[PROBLEM DETAILS]: The answer must be one number: how many lines in the records below contain the string "MutexGuard".
---*---
//! 会话保存协调器
//!
//! 聊天界面会从多个互不协调的信号触发保存（流式回复结束、定时自动保存、手动保存按钮、
//! 离开页面）。协调器保证同一会话同一时刻最多只有一个保存相关的网络操作，重复触发
//! 直接变成空操作（先到先得），并且只发送尚未持久化的消息后缀。

use crate::chat::conversation::api::ConversationApi;
use crate::chat::conversation::listener::{EmptySaveListener, SaveListener};
use crate::chat::conversation::models::{
    ApiConfig, ConversationSaveState, SaveOptions, SmartSaveResult,
};
use crate::chat::conversation::store::ConversationStore;
use crate::chat::conversation::tracker::{OperationKey, OperationTracker};
use crate::chat::conversation::types::OperationAck;
use crate::chat::error::{Result, SaveError};
use crate::chat::types::ChatMessage;
use chrono::Utc;
use std::collections::HashMap;
use std::sync::{Arc, Mutex, MutexGuard};
use tracing::{debug, error, info, warn};

/// 会话保存协调器
///
/// 每个聊天会话持有一个实例（通过 `Arc` 在任务间共享）
pub struct SaveCoordinator {
    /// 持久化客户端
    store: Arc<dyn ConversationStore>,
    /// 保存监听器
    listener: Arc<dyn SaveListener>,
    /// 进行中的操作
    tracker: OperationTracker,
    /// conversation_id -> 保存状态
    states: Mutex<HashMap<i64, ConversationSaveState>>,
}

impl SaveCoordinator {
    /// 创建新的协调器（使用默认空监听器）
    pub fn new(store: Arc<dyn ConversationStore>) -> Self {
        Self::with_listener(store, Arc::new(EmptySaveListener))
    }

    /// 创建新的协调器（带自定义监听器）
    pub fn with_listener(
        store: Arc<dyn ConversationStore>,
        listener: Arc<dyn SaveListener>,
    ) -> Self {
        Self {
            store,
            listener,
            tracker: OperationTracker::new(),
            states: Mutex::new(HashMap::new()),
        }
    }

    /// 根据 API 配置创建协调器（使用 HTTP 持久化客户端）
    pub fn from_config(config: &ApiConfig) -> anyhow::Result<Self> {
        info!(
            "[SaveCoord] 创建保存协调器，API: {}",
            config.api_base_url
        );
        let api = ConversationApi::from_config(config)?;
        Ok(Self::new(Arc::new(api)))
    }

    fn states(&self) -> MutexGuard<'_, HashMap<i64, ConversationSaveState>> {
        self.states.lock().unwrap_or_else(|e| e.into_inner())
    }

    /// 追加单条消息
    ///
    /// 同一会话已有单条追加在进行中时立即返回 `SaveError::Busy`，不排队
    pub async fn append_message(
        &self,
        conversation_id: i64,
        message: &ChatMessage,
        model_used: Option<&str>,
    ) -> Result<OperationAck> {
        let key = OperationKey::Append(conversation_id);
        let Some(_guard) = self.tracker.try_begin(key.clone()) else {
            warn!("[SaveCoord] ⚠️ 操作进行中，拒绝追加: {}", key);
            return Err(SaveError::Busy { key });
        };

        self.append_message_unchecked(conversation_id, message, model_used)
            .await
    }

    /// 调用方必须已持有 `Append(conversation_id)` 标记
    async fn append_message_unchecked(
        &self,
        conversation_id: i64,
        message: &ChatMessage,
        model_used: Option<&str>,
    ) -> Result<OperationAck> {
        debug!(
            "[SaveCoord] 追加消息，conversationID={}, role={}, model={:?}",
            conversation_id, message.role, model_used
        );
        let ack = self
            .store
            .append_message(conversation_id, message.role, &message.content, model_used)
            .await?;
        Ok(ack)
    }

    /// 按顺序逐条追加多条消息
    ///
    /// 已有批量追加在进行中时静默返回。任何一条失败即中止，之前的消息保持已持久化状态
    pub async fn append_messages(
        &self,
        conversation_id: i64,
        messages: &[ChatMessage],
        model_used: Option<&str>,
    ) -> Result<()> {
        self.append_messages_tracked(conversation_id, messages, model_used)
            .await
            .map(|_| ())
    }

    /// 返回 `Some(追加数量)`；被去重跳过时返回 None
    async fn append_messages_tracked(
        &self,
        conversation_id: i64,
        messages: &[ChatMessage],
        model_used: Option<&str>,
    ) -> Result<Option<usize>> {
        let key = OperationKey::AppendMany(conversation_id);
        let Some(guard) = self.tracker.try_begin(key.clone()) else {
            warn!("[SaveCoord] ⚠️ 批量追加已在进行中，跳过: {}", key);
            return Ok(None);
        };
        if messages.is_empty() {
            return Ok(Some(0));
        }
        // 整个批量期间持有单条追加标记：直接调用 append_message 会收到 Busy，
        // 而单条追加进行中时批量追加静默跳过，不会中途失败
        let append_key = OperationKey::Append(conversation_id);
        let Some(_append_guard) = self.tracker.try_begin(append_key.clone()) else {
            warn!("[SaveCoord] ⚠️ 单条追加进行中，跳过批量追加: {}", append_key);
            return Ok(None);
        };

        info!(
            "[SaveCoord] 📤 开始追加 {} 条消息，conversationID={}",
            messages.len(),
            conversation_id
        );
        self.listener.on_save_started(key.to_string()).await;

        // 逐条 await，保证后端看到的顺序与输入一致
        for (index, message) in messages.iter().enumerate() {
            if let Err(e) = self
                .append_message_unchecked(conversation_id, message, model_used)
                .await
            {
                error!(
                    "[SaveCoord] ❌ 追加失败，conversationID={}, 已追加 {}/{}: {}",
                    conversation_id,
                    index,
                    messages.len(),
                    e
                );
                self.listener
                    .on_save_failed(key.to_string(), e.to_string())
                    .await;
                return Err(e);
            }
        }

        if guard.is_active() {
            if let Some(state) = self.states().get_mut(&conversation_id) {
                state.last_saved_message_count += messages.len();
                state.last_saved_at = Utc::now();
            }
        }

        info!(
            "[SaveCoord] ✅ 追加完成，conversationID={}, 消息数: {}",
            conversation_id,
            messages.len()
        );
        self.listener
            .on_messages_appended(conversation_id, messages.len())
            .await;
        Ok(Some(messages.len()))
    }

    /// 追加 `current_messages[stored_message_count..]`
    ///
    /// 没有新消息时不发起任何请求；成功后已保存数量直接设为 `current_messages.len()`
    pub async fn update_with_new_messages(
        &self,
        conversation_id: i64,
        current_messages: &[ChatMessage],
        stored_message_count: usize,
        model_used: Option<&str>,
    ) -> Result<()> {
        let key = OperationKey::Update(conversation_id);
        let Some(guard) = self.tracker.try_begin(key.clone()) else {
            warn!("[SaveCoord] ⚠️ 更新已在进行中，跳过: {}", key);
            return Ok(());
        };

        if stored_message_count > current_messages.len() {
            warn!(
                "[SaveCoord] ⚠️ 已保存数量 {} 大于当前消息数 {}，视为没有新消息，conversationID={}",
                stored_message_count,
                current_messages.len(),
                conversation_id
            );
            return Ok(());
        }
        let new_messages = &current_messages[stored_message_count..];
        if new_messages.is_empty() {
            debug!(
                "[SaveCoord] 没有新消息需要保存，conversationID={}",
                conversation_id
            );
            return Ok(());
        }

        let appended = self
            .append_messages_tracked(conversation_id, new_messages, model_used)
            .await?;
        if appended.is_none() {
            // 同一会话有其他追加在进行中，本次不发请求也不计数
            return Ok(());
        }

        if guard.is_active() {
            self.states()
                .entry(conversation_id)
                .and_modify(|state| {
                    state.last_saved_message_count = current_messages.len();
                    state.last_saved_at = Utc::now();
                })
                .or_insert_with(|| {
                    ConversationSaveState::new(conversation_id, current_messages.len())
                });
        } else {
            debug!(
                "[SaveCoord] 会话状态已被清除，不再记录保存数量，conversationID={}",
                conversation_id
            );
        }
        Ok(())
    }

    /// 根据当前内存状态决定新建会话还是追加到已有会话
    ///
    /// - 已有会话且有新消息：追加新消息，返回原 ID
    /// - 没有会话且至少有一条消息：用全部消息新建会话
    /// - 其他情况，或同一会话已有 smart save 在进行中：不做任何事，返回原 ID
    pub async fn smart_save(
        &self,
        current_messages: &[ChatMessage],
        existing_conversation_id: Option<i64>,
        stored_message_count: usize,
        options: &SaveOptions,
    ) -> Result<SmartSaveResult> {
        match existing_conversation_id {
            Some(conversation_id) => {
                self.smart_save_existing(
                    conversation_id,
                    current_messages,
                    stored_message_count,
                    options,
                )
                .await
            }
            None => self.smart_save_new(current_messages, options).await,
        }
    }

    async fn smart_save_existing(
        &self,
        conversation_id: i64,
        current_messages: &[ChatMessage],
        stored_message_count: usize,
        options: &SaveOptions,
    ) -> Result<SmartSaveResult> {
        let key = OperationKey::SmartSave(conversation_id);
        let Some(_guard) = self.tracker.try_begin(key.clone()) else {
            warn!("[SaveCoord] ⚠️ smart save 已在进行中，跳过: {}", key);
            return Ok(SmartSaveResult::unchanged(Some(conversation_id)));
        };

        if current_messages.len() > stored_message_count {
            info!(
                "[SaveCoord] 🔄 smart save 追加新消息，conversationID={}, 已保存: {}, 当前: {}",
                conversation_id,
                stored_message_count,
                current_messages.len()
            );
            self.update_with_new_messages(
                conversation_id,
                current_messages,
                stored_message_count,
                options.model_used.as_deref(),
            )
            .await?;
        } else {
            debug!(
                "[SaveCoord] smart save 无新消息，conversationID={}",
                conversation_id
            );
        }
        Ok(SmartSaveResult::unchanged(Some(conversation_id)))
    }

    async fn smart_save_new(
        &self,
        current_messages: &[ChatMessage],
        options: &SaveOptions,
    ) -> Result<SmartSaveResult> {
        if current_messages.is_empty() {
            debug!("[SaveCoord] smart save 无会话且无消息，跳过");
            return Ok(SmartSaveResult::unchanged(None));
        }

        // 一个协调器对应一个聊天会话，新建进行中时再次新建会产生重复会话
        let Some(guard) = self.tracker.try_begin_create() else {
            warn!("[SaveCoord] ⚠️ 新建会话已在进行中，跳过");
            return Ok(SmartSaveResult::unchanged(None));
        };
        let key = guard.key().to_string();

        info!(
            "[SaveCoord] 🆕 新建会话，消息数: {}, 操作: {}",
            current_messages.len(),
            key
        );
        self.listener.on_save_started(key.clone()).await;

        let record = match self
            .store
            .create_conversation(current_messages, &options.create_params())
            .await
        {
            Ok(record) => record,
            Err(e) => {
                error!("[SaveCoord] ❌ 新建会话失败: {}", e);
                self.listener.on_save_failed(key, e.to_string()).await;
                return Err(e.into());
            }
        };

        self.states().insert(
            record.id,
            ConversationSaveState::new(record.id, current_messages.len()),
        );
        info!(
            "[SaveCoord] ✅ 新建会话成功，conversationID={}, 已保存消息数: {}",
            record.id,
            current_messages.len()
        );
        self.listener
            .on_conversation_created(record.id, current_messages.len())
            .await;
        Ok(SmartSaveResult::created(record.id))
    }

    /// 加载已持久化的会话时设置已保存数量，避免重复发送后端已有的消息
    pub fn initialize_conversation_state(&self, conversation_id: i64, message_count: usize) {
        info!(
            "[SaveCoord] 初始化会话状态，conversationID={}, 已保存消息数: {}",
            conversation_id, message_count
        );
        self.states().insert(
            conversation_id,
            ConversationSaveState::new(conversation_id, message_count),
        );
    }

    /// 清除会话的全部追踪状态（开始新聊天或删除会话时调用）
    pub fn clear_conversation_state(&self, conversation_id: i64) {
        let had_state = self.states().remove(&conversation_id).is_some();
        let released = self.tracker.release_conversation(conversation_id);
        info!(
            "[SaveCoord] 🧹 清除会话状态，conversationID={}, 有保存状态: {}, 释放进行中标记: {}",
            conversation_id, had_state, released
        );
    }

    /// 是否有引用该会话的操作在进行中（UI 可据此禁用手动保存）
    pub fn is_conversation_busy(&self, conversation_id: i64) -> bool {
        self.tracker.is_busy(conversation_id)
    }

    pub fn last_saved_message_count(&self, conversation_id: i64) -> Option<usize> {
        self.states()
            .get(&conversation_id)
            .map(|s| s.last_saved_message_count)
    }

    pub fn conversation_state(&self, conversation_id: i64) -> Option<ConversationSaveState> {
        self.states().get(&conversation_id).cloned()
    }

    /// 尚未持久化的消息数量（未追踪的会话视为全部未保存）
    pub fn unsaved_message_count(&self, conversation_id: i64, current_len: usize) -> usize {
        let saved = self.last_saved_message_count(conversation_id).unwrap_or(0);
        current_len.saturating_sub(saved)
    }

    pub fn in_flight_operations(&self) -> Vec<OperationKey> {
        self.tracker.in_flight()
    }
}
---*---
[FINAL ANSWER]: 2